Sectarian Legislative Prayer – Walking In The Religious Minority’s Shoes

The U.S. Supreme Court’s recent leg­isla­tive prayer deci­sion (Greece v. Gal­loway) gen­er­ally sanc­tions sec­tar­ian prayers before meet­ings of local leg­isla­tive bod­ies except for the most egre­gious cir­cum­stances.  In oppos­ing the Court’s deci­sion, Jus­tice Elana Kagan astutely con­cluded that “[w]hen the cit­i­zens of this coun­try approach their gov­ern­ment, they do so only as Amer­i­cans, not as mem­bers of one faith or another.  And that means that even in a partly leg­isla­tive body, they should not con­front government-sponsored wor­ship that divides them along reli­gious lines.”  At a recent county com­mis­sion meet­ing, a local com­mis­sioner may have expe­ri­enced the les­son of Jus­tice Kagan’s admonition.seal-of-escambia-county

The Escam­bia County, FL Com­mis­sion allows sec­tar­ian invo­ca­tions at its pub­lic meet­ings by a com­mu­nity mem­ber of any faith or reli­gion.  At the Sep­tem­ber 25th Com­mis­sion meet­ing, David Suhor, who is Pagan, recited a pagan prayer song “call­ing of the direc­tions north, east, south and west.”  Regard­ing his prayer, Mr. Suhor later stated “[i]n a way I would like for other peo­ple to expe­ri­ence what it’s like when I go to a meet­ing and am asked to pray against my conscience.”
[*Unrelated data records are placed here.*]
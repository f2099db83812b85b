//! # plt-reader
//!
//! A decoder for Tecplot binary data files (`.plt`), dialects `#!TDV102`,
//! `#!TDV111` and `#!TDV112`, little-endian only.
//! Reads the header (zones, variables, auxiliary data) and materializes
//! per-zone value arrays and finite-element connectivity.
//!
//! **Note:** Geometry and text records and face-neighbor connection data
//! are recognized but rejected as unsupported.
pub mod plt;

// Re-export the main types for convenience
pub use plt::{
    read_data, read_data_from, read_data_with, read_header,
    models::{
        Connectivity, FileType, Header, PltData, PltVersion, ValueArray, ValueFormat,
        ValueLocation, Variable, ZoneData, ZoneDescriptor, ZoneType,
    },
    DecodeOptions, PltError, PltReader, Result, ZoneDirectory,
};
Mr. Suhor’s prayer appar­ently offended at least one per­son in the room. Accord­ing to a news report, County Com­mis­sioner Wil­son Robert­son, “left the room because of his Chris­t­ian beliefs,” and he stated “[p]eople may not real­ize it, but when we invite some­one a min­is­ter to pray they are pray­ing for the county com­mis­sion­ers for us to make wise deci­sions and I’m just not going to have a pagan or satanic min­is­ter pray for me.”

ADL opposes sec­tar­ian leg­isla­tive prayer prac­tices because of the reli­gious exclu­sion and divi­sion result­ing from them – par­tic­u­larly for reli­gious minori­ties.  If the com­mis­sioner does not want a com­mu­nity mem­ber to pray for him in a faith that offends his con­science, per­haps he and other com­mis­sion mem­bers should adopt a moment of silence pol­icy or at least a non-sectarian invo­ca­tion policy.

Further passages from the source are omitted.